Definitions

from The Century Dictionary.

  • Faithful; loyal.
  • See feel.
  • To hide.
  • noun Same as fail.

from the GNU version of the Collaborative International Dictionary of English.

  • adjective obsolete Faithful; loyal.

from Wiktionary, Creative Commons Attribution/Share-Alike License.

  • verb transitive, dialectal To hide.
  • adjective Northern England, Scotland (of things) Cosy; clean; neat.
  • adjective Northern England, Scotland (of persons) Comfortable; cosy; safe.
  • adjective Northern England, Scotland Smooth; soft; downy; velvety.
  • adverb In a feal manner.

Etymologies

from Wiktionary, Creative Commons Attribution/Share-Alike License

From Middle English felen, from Old Norse fela ("to hide"), from Proto-Germanic *felhanan (“to conceal, hide, bury, trust, intrude”), from Proto-Indo-European *pele(w)-, *plē(w)- (“to hide”). Cognate with Old High German felahan ("to pass, trust, sow"), Old English fēolan ("to cleave, enter, penetrate").

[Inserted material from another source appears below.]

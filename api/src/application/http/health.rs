pub mod handlers;
pub mod router;

pub use router::health_routes;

from Wiktionary, Creative Commons Attribution/Share-Alike License

From Middle English fele, fæle ("proper, of the right sort"), from Old English fǣle ("faithful, trusty, good; dear, beloved"), from Proto-Germanic *failijaz (“true, friendly, familiar, good”), from Proto-Indo-European *pey- (“to adore”). Cognate with Scots feel, feelie ("cosy, neat, clean, comfortable"), West Frisian feilich ("safe"), Dutch veil ("for-sale"), Dutch veilig ("safe"), German feil ("for-sale"), Latin pīus ("good, dutiful, faithful, devout, pious").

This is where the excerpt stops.